■ **Work item**
The lines below that include "offered" are to be found and copied.

━━━ Task input

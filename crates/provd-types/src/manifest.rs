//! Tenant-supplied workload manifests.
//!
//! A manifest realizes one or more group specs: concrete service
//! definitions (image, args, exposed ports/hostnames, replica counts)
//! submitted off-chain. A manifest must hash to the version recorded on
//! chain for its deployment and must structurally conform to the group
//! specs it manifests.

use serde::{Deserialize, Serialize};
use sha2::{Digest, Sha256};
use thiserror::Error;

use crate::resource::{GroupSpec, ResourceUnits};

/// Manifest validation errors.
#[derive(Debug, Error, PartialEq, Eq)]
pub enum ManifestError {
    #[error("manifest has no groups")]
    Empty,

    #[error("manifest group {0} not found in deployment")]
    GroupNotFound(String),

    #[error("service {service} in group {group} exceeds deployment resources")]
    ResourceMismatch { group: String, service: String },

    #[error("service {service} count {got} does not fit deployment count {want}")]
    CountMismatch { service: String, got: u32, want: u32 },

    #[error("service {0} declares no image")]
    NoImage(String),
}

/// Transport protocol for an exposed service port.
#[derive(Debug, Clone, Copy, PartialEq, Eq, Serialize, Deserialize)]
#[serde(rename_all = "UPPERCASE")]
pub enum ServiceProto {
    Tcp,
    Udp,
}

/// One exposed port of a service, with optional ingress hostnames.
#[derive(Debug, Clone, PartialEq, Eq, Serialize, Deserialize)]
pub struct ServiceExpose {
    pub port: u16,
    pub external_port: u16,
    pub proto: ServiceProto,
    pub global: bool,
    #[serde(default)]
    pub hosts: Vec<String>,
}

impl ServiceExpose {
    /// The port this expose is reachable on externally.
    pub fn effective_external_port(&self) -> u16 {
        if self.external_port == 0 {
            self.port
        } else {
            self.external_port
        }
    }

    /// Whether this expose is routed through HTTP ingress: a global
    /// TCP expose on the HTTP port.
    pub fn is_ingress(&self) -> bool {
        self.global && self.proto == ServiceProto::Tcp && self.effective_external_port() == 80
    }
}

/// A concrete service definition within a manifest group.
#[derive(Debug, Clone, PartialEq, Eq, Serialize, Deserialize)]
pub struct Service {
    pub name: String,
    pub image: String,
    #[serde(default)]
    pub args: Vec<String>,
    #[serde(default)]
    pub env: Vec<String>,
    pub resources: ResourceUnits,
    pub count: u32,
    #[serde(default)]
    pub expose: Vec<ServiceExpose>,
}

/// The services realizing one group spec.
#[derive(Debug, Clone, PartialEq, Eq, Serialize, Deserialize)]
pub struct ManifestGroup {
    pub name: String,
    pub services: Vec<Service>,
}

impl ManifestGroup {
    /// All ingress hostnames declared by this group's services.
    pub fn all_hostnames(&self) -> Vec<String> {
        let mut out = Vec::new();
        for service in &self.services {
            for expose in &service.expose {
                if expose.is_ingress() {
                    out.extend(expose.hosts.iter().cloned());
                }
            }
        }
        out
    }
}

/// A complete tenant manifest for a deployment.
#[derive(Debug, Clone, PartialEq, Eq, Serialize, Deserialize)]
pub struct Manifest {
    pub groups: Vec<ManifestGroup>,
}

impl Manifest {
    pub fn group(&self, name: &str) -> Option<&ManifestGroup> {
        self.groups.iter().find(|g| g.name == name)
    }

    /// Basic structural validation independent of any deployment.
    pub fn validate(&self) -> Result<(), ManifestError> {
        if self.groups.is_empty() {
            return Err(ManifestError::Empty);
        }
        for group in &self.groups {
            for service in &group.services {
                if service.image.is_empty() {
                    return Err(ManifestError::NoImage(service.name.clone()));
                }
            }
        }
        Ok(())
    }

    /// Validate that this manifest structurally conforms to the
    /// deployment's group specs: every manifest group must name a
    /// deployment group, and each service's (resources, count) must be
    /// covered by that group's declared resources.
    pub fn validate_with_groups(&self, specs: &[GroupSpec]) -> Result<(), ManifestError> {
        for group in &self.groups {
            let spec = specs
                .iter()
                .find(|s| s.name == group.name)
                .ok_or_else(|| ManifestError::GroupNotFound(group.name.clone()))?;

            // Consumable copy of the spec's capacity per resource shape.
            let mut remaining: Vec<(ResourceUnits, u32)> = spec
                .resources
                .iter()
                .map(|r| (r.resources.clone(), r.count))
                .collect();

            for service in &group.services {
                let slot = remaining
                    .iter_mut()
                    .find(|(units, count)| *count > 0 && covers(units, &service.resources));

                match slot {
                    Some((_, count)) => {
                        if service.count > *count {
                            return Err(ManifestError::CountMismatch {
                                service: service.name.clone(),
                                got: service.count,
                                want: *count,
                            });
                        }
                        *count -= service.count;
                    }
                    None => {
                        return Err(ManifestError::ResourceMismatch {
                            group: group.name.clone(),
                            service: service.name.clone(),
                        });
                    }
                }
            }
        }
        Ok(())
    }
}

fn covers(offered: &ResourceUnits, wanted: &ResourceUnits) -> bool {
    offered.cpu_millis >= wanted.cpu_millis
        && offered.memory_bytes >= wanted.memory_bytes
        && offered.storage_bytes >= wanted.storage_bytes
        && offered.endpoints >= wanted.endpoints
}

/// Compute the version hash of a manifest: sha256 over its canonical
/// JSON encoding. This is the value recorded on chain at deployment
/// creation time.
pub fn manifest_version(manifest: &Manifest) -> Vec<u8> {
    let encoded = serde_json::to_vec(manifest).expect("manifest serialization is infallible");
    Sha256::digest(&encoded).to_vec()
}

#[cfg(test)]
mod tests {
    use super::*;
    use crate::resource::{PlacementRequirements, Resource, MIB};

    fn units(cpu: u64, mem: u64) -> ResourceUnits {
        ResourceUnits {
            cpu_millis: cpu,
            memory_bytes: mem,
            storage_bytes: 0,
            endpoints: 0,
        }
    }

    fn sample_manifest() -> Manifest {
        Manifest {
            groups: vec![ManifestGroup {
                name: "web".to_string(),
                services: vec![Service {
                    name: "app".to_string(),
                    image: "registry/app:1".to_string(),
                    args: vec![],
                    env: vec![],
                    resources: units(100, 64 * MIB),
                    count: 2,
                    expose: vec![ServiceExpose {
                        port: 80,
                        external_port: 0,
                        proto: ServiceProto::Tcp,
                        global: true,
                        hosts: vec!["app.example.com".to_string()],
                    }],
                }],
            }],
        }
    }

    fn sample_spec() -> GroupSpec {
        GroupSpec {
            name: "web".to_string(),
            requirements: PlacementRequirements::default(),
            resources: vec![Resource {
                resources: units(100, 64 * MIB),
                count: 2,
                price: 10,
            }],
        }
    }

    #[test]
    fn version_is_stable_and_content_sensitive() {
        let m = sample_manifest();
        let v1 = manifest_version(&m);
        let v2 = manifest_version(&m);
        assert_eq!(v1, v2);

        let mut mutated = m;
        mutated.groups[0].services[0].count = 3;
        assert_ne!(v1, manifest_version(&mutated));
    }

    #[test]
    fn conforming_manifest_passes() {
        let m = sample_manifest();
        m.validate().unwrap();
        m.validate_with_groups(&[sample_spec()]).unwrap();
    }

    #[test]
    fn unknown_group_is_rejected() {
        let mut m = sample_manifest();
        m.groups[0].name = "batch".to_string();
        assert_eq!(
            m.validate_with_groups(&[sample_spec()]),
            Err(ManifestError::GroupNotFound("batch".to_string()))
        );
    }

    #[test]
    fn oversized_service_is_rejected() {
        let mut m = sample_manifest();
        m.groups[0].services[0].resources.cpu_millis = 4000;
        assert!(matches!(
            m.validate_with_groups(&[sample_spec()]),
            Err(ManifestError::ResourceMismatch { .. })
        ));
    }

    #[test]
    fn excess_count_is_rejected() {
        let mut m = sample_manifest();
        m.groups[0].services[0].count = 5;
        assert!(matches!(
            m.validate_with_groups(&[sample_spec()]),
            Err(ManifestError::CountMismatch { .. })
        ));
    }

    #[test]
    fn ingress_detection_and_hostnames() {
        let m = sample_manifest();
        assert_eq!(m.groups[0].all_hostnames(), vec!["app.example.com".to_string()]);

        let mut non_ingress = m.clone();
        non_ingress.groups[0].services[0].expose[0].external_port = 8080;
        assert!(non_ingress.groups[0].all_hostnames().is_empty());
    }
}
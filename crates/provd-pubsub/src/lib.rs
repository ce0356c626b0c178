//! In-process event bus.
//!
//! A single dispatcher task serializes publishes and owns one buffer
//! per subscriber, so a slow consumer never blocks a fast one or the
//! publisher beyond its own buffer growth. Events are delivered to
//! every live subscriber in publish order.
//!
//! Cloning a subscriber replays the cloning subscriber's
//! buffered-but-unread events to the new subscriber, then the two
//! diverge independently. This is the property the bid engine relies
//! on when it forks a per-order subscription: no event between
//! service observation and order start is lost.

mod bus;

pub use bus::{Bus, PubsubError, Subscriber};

━━━━━━

■ **Solution for this task**
fn covers(offered: &ResourceUnits, wanted: &ResourceUnits) -> bool {
    offered.cpu_millis >= wanted.cpu_millis
        && offered.memory_bytes >= wanted.memory_bytes
        && offered.storage_bytes >= wanted.storage_bytes
        && offered.endpoints >= wanted.endpoints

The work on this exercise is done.